Many thanks for the invitation. I want to congratulate the organisers for having taken this important initiative that I hope will continue. Turning on the news every morning reminds us that human rights and democracy cannot be taken for granted anywhere, including in Europe.

A steady erosion of the post-Second World War institutional framework and democratic institutions as well as growing anti-Semitism and Islamophobia have become commonplace and part of the daily political rhetoric. Have we witnessed this before? It should remind us of our past, but does it?

Did we learn lessons from the past that we can implement in the present in order to ensure a future where our kids can live in an open and inclusive society?

Today I will introduce you to two persons: Raoul and Carina. Based on their stories I will highlight some of the current challenges and the role human rights education can play.

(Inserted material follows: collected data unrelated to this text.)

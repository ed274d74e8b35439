//! Catalog backed by a YAML or JSON dump on disk.

use std::path::PathBuf;

use async_trait::async_trait;

use crate::domain::errors::{DomainError, DomainResult};
use crate::domain::models::{Entity, EntityFilter};
use crate::domain::ports::CatalogApi;

use super::EntityListing;

/// Reads entities from a file on every request.
///
/// The file holds either `items: [...]` or a bare list of entities. JSON is
/// accepted as a subset of YAML.
#[derive(Debug, Clone)]
pub struct FileCatalog {
    path: PathBuf,
}

impl FileCatalog {
    pub fn new(path: impl Into<PathBuf>) -> Self {
        Self { path: path.into() }
    }
}

#[async_trait]
impl CatalogApi for FileCatalog {
    async fn get_entities(
        &self,
        filter: &EntityFilter,
        _token: Option<&str>,
    ) -> DomainResult<Vec<Entity>> {
        let raw = tokio::fs::read_to_string(&self.path).await.map_err(|e| {
            DomainError::CatalogUnavailable(format!("{}: {e}", self.path.display()))
        })?;
        let listing: EntityListing = serde_yaml::from_str(&raw)?;

        Ok(listing
            .into_entities()
            .into_iter()
            .filter(|entity| filter.matches(entity))
            .collect())
    }
}
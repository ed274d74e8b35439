//! CLI type definitions
//!
//! This module contains clap command structures that define the CLI interface.

use std::path::PathBuf;

use clap::{Parser, Subcommand};

#[derive(Parser)]
#[command(name = "scm-insights")]
#[command(about = "Tech-insights facts about source repositories of catalog entities", long_about = None)]
#[command(version)]
pub struct Cli {
    #[command(subcommand)]
    pub command: Commands,

    /// Output in JSON format
    #[arg(short, long, global = true)]
    pub json: bool,

    /// Configuration file (defaults to .scm-insights/config.yaml)
    #[arg(short, long, global = true)]
    pub config: Option<PathBuf>,
}

#[derive(Subcommand)]
pub enum Commands {
    /// Write a default configuration to .scm-insights/config.yaml
    Init {
        /// Overwrite an existing configuration
        #[arg(short, long)]
        force: bool,
    },

    /// Run the README fact retriever over the catalog
    Run {
        /// Read entities from a YAML/JSON catalog file instead of the catalog API
        #[arg(long)]
        catalog_file: Option<PathBuf>,
    },

    /// Check a single entity for a README (not throttled)
    Check {
        /// Entity reference, e.g. component:default/backstage
        entity_ref: String,

        /// Read entities from a YAML/JSON catalog file instead of the catalog API
        #[arg(long)]
        catalog_file: Option<PathBuf>,
    },

    /// Show the README fact retriever's descriptor and fact schema
    Schema,
}
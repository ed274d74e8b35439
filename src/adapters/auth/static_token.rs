//! Static service token issuer.

use async_trait::async_trait;

use crate::domain::errors::DomainResult;
use crate::domain::ports::ServiceAuth;

/// Presents the same configured token to every target plugin.
#[derive(Debug, Clone, Default)]
pub struct StaticTokenAuth {
    token: Option<String>,
}

impl StaticTokenAuth {
    pub const fn new(token: Option<String>) -> Self {
        Self { token }
    }
}

#[async_trait]
impl ServiceAuth for StaticTokenAuth {
    async fn get_plugin_request_token(
        &self,
        target_plugin_id: &str,
    ) -> DomainResult<Option<String>> {
        tracing::trace!(target_plugin_id, has_token = self.token.is_some(), "issuing service token");
        Ok(self.token.clone())
    }
}
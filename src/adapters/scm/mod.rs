//! Git hosting integrations and the URL reader built on them.

pub mod integrations;
pub mod url_reader;

pub use integrations::{GitHostIntegration, ScmIntegrations};
pub use url_reader::{build_http_client, HttpUrlReader};
//! Catalog entity model.
//!
//! Entities are read-only snapshots fetched from the catalog on every batch
//! run. Only the fields the fact retrievers need are typed; `spec` is kept as
//! an opaque JSON value.

use std::collections::BTreeMap;
use std::fmt;
use std::str::FromStr;

use serde::{Deserialize, Serialize};

use crate::domain::errors::DomainError;

/// Namespace assumed when an entity does not declare one.
pub const DEFAULT_NAMESPACE: &str = "default";

/// Annotation holding the entity's source code location.
pub const ANNOTATION_SOURCE_LOCATION: &str = "backstage.io/source-location";

/// Annotation holding the location the entity was ingested from.
pub const ANNOTATION_MANAGED_BY_LOCATION: &str = "backstage.io/managed-by-location";

/// A catalog entity.
#[derive(Debug, Clone, PartialEq, Serialize, Deserialize)]
#[serde(rename_all = "camelCase")]
pub struct Entity {
    pub api_version: String,
    pub kind: String,
    pub metadata: EntityMetadata,
    #[serde(default, skip_serializing_if = "Option::is_none")]
    pub spec: Option<serde_json::Value>,
}

/// Entity metadata.
#[derive(Debug, Clone, Default, PartialEq, Serialize, Deserialize)]
pub struct EntityMetadata {
    pub name: String,
    #[serde(default, skip_serializing_if = "Option::is_none")]
    pub namespace: Option<String>,
    #[serde(default)]
    pub annotations: BTreeMap<String, String>,
}

impl Entity {
    /// Namespace of the entity, falling back to `default`.
    pub fn namespace(&self) -> &str {
        self.metadata
            .namespace
            .as_deref()
            .unwrap_or(DEFAULT_NAMESPACE)
    }

    /// Compound reference identifying this entity.
    pub fn entity_ref(&self) -> EntityRef {
        EntityRef::new(&self.kind, self.namespace(), &self.metadata.name)
    }

    /// Look up an annotation value.
    pub fn annotation(&self, key: &str) -> Option<&str> {
        self.metadata.annotations.get(key).map(String::as_str)
    }

    /// Where the entity's backing source code lives.
    ///
    /// Prefers the source-location annotation and falls back to the
    /// managed-by location.
    pub fn source_location(&self) -> Result<LocationSpec, DomainError> {
        let raw = self
            .annotation(ANNOTATION_SOURCE_LOCATION)
            .or_else(|| self.annotation(ANNOTATION_MANAGED_BY_LOCATION))
            .ok_or_else(|| {
                DomainError::InvalidLocation(format!(
                    "entity '{}' has no location annotation",
                    self.entity_ref()
                ))
            })?;
        raw.parse()
    }
}

/// Kind/namespace/name triple uniquely identifying an entity.
#[derive(Debug, Clone, PartialEq, Eq, Hash, Serialize, Deserialize)]
pub struct EntityRef {
    pub kind: String,
    pub namespace: String,
    pub name: String,
}

impl EntityRef {
    pub fn new(kind: &str, namespace: &str, name: &str) -> Self {
        Self {
            kind: kind.to_string(),
            namespace: namespace.to_string(),
            name: name.to_string(),
        }
    }
}

/// Stringified as `kind:namespace/name` with kind and namespace lowercased.
impl fmt::Display for EntityRef {
    fn fmt(&self, f: &mut fmt::Formatter<'_>) -> fmt::Result {
        write!(
            f,
            "{}:{}/{}",
            self.kind.to_lowercase(),
            self.namespace.to_lowercase(),
            self.name
        )
    }
}

impl FromStr for EntityRef {
    type Err = DomainError;

    /// Parses `kind:namespace/name` or `kind:name`.
    fn from_str(s: &str) -> Result<Self, Self::Err> {
        let (kind, rest) = s
            .split_once(':')
            .ok_or_else(|| DomainError::InvalidEntityRef(format!("missing kind in '{s}'")))?;
        let (namespace, name) = rest.split_once('/').unwrap_or((DEFAULT_NAMESPACE, rest));

        if kind.is_empty() || namespace.is_empty() || name.is_empty() {
            return Err(DomainError::InvalidEntityRef(s.to_string()));
        }
        Ok(Self::new(kind, namespace, name))
    }
}

impl EntityRef {
    /// Case-insensitive match on kind and namespace, exact match on name.
    pub fn matches(&self, entity: &Entity) -> bool {
        self.kind.eq_ignore_ascii_case(&entity.kind)
            && self.namespace.eq_ignore_ascii_case(entity.namespace())
            && self.name == entity.metadata.name
    }
}

/// A `type:target` location reference, e.g. `url:https://github.com/o/r`.
#[derive(Debug, Clone, PartialEq, Eq, Serialize, Deserialize)]
pub struct LocationSpec {
    #[serde(rename = "type")]
    pub location_type: String,
    pub target: String,
}

impl LocationSpec {
    pub fn is_url(&self) -> bool {
        self.location_type == "url"
    }
}

impl FromStr for LocationSpec {
    type Err = DomainError;

    fn from_str(s: &str) -> Result<Self, Self::Err> {
        let (location_type, target) = s
            .trim()
            .split_once(':')
            .ok_or_else(|| DomainError::InvalidLocation(format!("missing type in '{s}'")))?;
        if location_type.is_empty() || target.is_empty() {
            return Err(DomainError::InvalidLocation(s.to_string()));
        }
        Ok(Self {
            location_type: location_type.to_string(),
            target: target.to_string(),
        })
    }
}

/// One alternative of an entity filter.
#[derive(Debug, Clone, PartialEq, Eq, Serialize, Deserialize)]
pub struct EntityKindFilter {
    pub kind: String,
}

/// Entity filter; an entity matches when any alternative matches.
#[derive(Debug, Clone, Default, PartialEq, Eq, Serialize, Deserialize)]
#[serde(transparent)]
pub struct EntityFilter(pub Vec<EntityKindFilter>);

impl EntityFilter {
    pub fn kinds<I, S>(kinds: I) -> Self
    where
        I: IntoIterator<Item = S>,
        S: Into<String>,
    {
        Self(
            kinds
                .into_iter()
                .map(|kind| EntityKindFilter { kind: kind.into() })
                .collect(),
        )
    }

    /// An empty filter matches everything.
    pub fn matches(&self, entity: &Entity) -> bool {
        self.0.is_empty()
            || self
                .0
                .iter()
                .any(|f| f.kind.eq_ignore_ascii_case(&entity.kind))
    }
}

Let me start with Raoul. I work at the Raoul Wallenberg Institute of Human Rights and Humanitarian Law in Sweden, and we work in the spirit of Raoul Wallenberg. But who is he?

Let us travel back to the last months of 1944 in Budapest. The Second World War is heading toward its end. Nonetheless, the “end-lösung” continues as nothing has changed. In those days around 300,000–400,000 Jews still lived in the city, but the Nazi and the Hungarian Arrow Cross regime did all they could to deport as many as possible to the death camps or simply kill them on the spot. Raoul Wallenberg was a Swedish diplomat working at the Swedish embassy in Budapest.

With his incredible humanitarian spirit, he wanted to rescue as many Jews as possible from the mass killings. He established the famous “schutz pass” regime, by which the holder was officially protected by the Swedish state and under its protection. He created international protection areas in Budapest. Under great danger he stopped trains deporting Jews to the extermination camps in Poland to ensure that those with a “schutz pass” were not deported. He negotiated with the worst of the worst Nazis and Arrow Cross members all with the aim to save as many lives as possible.

He in collaboration with others saved around 75,000-100,000 Jews. Those that survived never forgot the courage and humanitarian spirit of Raoul Wallenberg. In those days with so much all-encompassing evil people remember that one person who stood out as a shining example. The person who gave them hope for a better future.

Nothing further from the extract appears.